■ Prompt
Report only the number of lines in the following entries where the word "DemoArgs" occurs.

■ Saved data entries
== Segment start ==
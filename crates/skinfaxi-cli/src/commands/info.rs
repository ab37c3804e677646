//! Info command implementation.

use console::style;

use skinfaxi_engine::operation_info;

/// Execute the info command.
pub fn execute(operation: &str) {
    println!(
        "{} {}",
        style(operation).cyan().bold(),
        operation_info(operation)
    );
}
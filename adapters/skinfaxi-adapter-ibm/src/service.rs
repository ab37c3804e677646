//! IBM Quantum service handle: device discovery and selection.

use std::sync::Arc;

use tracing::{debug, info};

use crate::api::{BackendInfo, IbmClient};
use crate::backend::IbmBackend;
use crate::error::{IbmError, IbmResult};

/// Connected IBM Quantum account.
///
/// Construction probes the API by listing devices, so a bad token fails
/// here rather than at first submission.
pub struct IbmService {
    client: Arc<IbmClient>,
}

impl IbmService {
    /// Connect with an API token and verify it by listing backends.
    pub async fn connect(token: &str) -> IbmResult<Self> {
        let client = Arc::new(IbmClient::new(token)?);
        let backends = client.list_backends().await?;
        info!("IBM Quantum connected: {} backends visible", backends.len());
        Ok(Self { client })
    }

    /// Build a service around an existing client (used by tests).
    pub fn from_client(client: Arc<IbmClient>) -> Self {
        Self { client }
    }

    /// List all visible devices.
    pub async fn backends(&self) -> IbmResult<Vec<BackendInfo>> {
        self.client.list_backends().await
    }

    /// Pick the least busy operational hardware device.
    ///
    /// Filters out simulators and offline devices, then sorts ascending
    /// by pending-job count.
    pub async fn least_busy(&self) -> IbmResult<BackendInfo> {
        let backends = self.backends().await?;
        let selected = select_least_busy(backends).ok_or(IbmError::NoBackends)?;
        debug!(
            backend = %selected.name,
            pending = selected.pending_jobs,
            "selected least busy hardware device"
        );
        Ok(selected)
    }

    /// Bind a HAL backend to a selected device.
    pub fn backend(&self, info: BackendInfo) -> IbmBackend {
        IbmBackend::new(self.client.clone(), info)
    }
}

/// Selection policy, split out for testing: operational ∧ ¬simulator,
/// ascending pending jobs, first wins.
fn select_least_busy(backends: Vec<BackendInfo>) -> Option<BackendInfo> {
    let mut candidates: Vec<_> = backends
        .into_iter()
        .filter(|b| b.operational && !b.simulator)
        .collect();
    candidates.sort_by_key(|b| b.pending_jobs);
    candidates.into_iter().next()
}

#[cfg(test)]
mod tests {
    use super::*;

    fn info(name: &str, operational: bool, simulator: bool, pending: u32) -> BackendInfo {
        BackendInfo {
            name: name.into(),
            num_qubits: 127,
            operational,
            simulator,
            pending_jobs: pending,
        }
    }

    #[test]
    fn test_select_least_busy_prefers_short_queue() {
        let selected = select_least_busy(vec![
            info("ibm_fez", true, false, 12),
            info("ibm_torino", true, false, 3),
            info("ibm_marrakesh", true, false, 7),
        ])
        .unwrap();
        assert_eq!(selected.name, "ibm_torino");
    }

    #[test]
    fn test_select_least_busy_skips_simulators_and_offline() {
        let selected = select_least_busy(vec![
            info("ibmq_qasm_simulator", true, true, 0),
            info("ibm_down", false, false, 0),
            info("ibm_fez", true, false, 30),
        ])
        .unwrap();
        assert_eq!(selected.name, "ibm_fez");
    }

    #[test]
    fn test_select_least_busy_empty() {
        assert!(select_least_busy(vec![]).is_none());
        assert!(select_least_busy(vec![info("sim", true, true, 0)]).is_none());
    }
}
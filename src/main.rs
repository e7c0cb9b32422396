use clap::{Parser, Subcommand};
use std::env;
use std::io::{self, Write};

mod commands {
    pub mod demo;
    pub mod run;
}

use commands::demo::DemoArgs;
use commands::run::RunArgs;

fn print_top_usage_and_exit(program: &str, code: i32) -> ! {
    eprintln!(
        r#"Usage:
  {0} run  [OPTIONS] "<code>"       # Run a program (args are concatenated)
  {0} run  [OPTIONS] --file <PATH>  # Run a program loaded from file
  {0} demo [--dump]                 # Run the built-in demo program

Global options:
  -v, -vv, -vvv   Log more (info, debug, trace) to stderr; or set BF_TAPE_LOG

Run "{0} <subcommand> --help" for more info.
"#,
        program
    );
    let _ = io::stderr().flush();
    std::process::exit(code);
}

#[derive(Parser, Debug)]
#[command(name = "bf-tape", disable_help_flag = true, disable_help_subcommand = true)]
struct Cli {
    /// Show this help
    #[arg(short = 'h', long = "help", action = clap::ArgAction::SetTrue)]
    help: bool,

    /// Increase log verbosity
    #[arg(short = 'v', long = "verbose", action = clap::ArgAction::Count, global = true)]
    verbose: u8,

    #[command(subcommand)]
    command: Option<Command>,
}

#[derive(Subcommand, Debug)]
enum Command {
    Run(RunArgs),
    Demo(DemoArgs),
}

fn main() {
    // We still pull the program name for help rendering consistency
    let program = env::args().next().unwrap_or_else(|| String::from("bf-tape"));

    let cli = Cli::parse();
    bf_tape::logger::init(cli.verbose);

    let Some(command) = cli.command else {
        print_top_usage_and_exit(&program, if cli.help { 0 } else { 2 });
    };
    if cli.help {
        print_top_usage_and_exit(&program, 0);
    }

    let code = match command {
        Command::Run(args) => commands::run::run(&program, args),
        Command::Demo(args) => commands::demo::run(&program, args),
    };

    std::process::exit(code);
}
== Segment end ==
== Segment start ==
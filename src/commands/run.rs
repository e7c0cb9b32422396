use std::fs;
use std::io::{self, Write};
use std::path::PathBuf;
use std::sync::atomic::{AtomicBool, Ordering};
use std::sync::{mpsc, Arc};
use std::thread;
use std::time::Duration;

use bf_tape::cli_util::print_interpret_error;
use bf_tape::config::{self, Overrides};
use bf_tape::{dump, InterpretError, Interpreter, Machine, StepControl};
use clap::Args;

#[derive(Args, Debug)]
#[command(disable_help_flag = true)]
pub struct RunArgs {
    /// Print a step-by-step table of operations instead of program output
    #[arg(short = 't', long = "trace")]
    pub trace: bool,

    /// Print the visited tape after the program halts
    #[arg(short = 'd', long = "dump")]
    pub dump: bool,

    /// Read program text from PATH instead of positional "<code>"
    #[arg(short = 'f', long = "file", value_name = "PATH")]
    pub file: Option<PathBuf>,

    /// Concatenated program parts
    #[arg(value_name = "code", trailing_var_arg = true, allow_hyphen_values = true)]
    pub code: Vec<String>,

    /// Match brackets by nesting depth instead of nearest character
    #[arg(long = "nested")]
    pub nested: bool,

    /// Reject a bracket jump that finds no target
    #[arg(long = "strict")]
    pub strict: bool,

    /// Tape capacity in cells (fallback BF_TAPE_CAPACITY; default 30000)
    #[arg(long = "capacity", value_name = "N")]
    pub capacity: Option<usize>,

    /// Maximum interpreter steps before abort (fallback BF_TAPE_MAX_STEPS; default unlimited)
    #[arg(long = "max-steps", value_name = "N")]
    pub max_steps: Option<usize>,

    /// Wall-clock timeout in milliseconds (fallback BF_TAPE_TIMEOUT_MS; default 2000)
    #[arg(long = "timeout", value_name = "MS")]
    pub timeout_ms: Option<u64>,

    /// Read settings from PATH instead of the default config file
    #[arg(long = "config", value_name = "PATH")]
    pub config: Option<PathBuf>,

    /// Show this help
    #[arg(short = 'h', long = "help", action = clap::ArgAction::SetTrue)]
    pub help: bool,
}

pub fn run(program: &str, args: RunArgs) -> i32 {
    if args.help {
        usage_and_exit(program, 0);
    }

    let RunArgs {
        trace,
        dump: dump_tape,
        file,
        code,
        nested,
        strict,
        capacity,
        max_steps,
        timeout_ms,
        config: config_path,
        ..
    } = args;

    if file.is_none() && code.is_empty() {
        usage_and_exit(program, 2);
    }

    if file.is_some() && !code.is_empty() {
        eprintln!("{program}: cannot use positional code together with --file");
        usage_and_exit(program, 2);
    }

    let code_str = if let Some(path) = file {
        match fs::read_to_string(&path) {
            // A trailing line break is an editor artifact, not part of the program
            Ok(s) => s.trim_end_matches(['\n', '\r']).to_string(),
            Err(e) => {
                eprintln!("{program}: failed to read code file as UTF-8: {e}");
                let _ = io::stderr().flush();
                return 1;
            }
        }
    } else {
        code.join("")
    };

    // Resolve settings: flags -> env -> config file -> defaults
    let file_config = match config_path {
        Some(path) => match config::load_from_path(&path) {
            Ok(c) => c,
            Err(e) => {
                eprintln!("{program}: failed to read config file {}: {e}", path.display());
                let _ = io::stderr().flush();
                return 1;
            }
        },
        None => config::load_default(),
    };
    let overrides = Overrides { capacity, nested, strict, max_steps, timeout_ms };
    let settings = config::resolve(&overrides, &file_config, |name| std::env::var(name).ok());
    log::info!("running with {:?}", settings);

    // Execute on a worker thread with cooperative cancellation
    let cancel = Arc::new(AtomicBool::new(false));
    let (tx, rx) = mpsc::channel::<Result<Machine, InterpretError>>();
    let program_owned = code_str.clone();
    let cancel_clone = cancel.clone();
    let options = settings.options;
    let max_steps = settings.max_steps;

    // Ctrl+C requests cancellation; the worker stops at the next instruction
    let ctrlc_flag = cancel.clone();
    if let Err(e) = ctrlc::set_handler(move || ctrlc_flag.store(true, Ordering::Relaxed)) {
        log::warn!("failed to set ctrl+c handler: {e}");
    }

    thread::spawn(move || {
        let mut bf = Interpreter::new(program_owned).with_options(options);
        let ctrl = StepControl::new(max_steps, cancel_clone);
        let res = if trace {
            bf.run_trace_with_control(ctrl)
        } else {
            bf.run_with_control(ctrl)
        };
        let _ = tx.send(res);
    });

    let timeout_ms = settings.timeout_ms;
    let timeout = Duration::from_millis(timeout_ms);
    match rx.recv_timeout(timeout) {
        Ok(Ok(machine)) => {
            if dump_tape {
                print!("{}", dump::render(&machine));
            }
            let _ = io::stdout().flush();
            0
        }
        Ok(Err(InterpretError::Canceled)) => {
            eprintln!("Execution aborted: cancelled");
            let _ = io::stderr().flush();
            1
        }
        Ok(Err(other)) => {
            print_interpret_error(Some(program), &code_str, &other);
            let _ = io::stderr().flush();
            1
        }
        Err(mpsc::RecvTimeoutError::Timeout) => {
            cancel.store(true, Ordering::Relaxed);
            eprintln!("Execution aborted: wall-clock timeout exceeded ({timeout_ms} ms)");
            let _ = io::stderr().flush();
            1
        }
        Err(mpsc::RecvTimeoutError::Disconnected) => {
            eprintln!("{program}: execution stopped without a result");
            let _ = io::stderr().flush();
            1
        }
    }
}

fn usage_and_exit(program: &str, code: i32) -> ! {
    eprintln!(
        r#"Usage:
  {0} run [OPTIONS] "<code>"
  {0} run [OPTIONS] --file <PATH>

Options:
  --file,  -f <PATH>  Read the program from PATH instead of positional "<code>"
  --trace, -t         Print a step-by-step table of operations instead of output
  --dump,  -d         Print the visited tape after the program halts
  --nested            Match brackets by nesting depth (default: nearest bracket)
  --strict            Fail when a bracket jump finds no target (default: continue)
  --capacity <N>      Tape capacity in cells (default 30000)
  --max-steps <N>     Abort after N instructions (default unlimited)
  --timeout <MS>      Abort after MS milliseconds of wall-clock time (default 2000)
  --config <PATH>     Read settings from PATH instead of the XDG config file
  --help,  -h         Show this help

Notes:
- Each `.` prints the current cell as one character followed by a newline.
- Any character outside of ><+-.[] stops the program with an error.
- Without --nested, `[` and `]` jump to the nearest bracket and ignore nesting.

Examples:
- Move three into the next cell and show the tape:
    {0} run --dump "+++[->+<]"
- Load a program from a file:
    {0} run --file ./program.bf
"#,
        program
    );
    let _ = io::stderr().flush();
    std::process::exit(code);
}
== Segment end ==
== Segment start ==
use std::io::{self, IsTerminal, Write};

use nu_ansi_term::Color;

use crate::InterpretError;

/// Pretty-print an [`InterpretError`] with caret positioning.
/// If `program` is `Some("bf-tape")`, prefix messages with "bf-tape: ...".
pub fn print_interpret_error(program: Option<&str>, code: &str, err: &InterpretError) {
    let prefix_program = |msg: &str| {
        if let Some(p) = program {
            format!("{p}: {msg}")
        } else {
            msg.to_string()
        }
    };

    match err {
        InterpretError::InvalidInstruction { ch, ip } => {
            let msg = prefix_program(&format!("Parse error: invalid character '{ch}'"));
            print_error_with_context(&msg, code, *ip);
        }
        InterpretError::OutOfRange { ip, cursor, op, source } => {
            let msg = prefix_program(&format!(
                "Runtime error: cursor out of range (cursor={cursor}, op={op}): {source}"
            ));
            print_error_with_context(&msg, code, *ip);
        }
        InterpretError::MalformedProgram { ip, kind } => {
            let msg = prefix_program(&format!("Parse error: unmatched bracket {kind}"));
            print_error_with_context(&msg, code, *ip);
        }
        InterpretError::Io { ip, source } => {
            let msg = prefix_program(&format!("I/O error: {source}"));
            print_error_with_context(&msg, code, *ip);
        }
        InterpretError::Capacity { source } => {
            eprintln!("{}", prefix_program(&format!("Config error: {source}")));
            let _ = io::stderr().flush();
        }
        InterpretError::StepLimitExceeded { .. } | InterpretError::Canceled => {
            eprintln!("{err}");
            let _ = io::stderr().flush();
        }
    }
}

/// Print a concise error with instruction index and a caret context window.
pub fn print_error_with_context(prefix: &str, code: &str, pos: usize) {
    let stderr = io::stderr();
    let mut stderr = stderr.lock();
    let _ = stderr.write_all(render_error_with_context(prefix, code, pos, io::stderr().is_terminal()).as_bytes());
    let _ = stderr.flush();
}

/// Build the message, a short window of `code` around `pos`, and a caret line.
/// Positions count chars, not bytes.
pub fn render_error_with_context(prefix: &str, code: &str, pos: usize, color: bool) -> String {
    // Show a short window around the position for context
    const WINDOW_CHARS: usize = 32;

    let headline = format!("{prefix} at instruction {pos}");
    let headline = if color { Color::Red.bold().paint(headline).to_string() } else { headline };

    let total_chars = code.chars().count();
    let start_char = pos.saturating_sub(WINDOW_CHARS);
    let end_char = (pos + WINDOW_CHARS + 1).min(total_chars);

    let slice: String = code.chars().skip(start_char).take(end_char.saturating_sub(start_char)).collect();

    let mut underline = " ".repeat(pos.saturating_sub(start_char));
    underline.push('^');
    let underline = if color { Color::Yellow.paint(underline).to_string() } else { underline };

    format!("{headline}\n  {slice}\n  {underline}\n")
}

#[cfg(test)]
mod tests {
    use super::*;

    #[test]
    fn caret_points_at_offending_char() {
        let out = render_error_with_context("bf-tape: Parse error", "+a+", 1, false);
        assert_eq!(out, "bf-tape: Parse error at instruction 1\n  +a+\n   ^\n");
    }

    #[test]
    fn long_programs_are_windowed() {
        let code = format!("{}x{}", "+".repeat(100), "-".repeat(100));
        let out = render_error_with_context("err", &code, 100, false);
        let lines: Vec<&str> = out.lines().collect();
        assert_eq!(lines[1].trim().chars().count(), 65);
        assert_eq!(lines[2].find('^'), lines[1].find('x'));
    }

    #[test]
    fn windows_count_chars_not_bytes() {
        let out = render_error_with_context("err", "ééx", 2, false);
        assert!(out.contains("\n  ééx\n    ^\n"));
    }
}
== Segment end ==
■ Reply to the exercise
2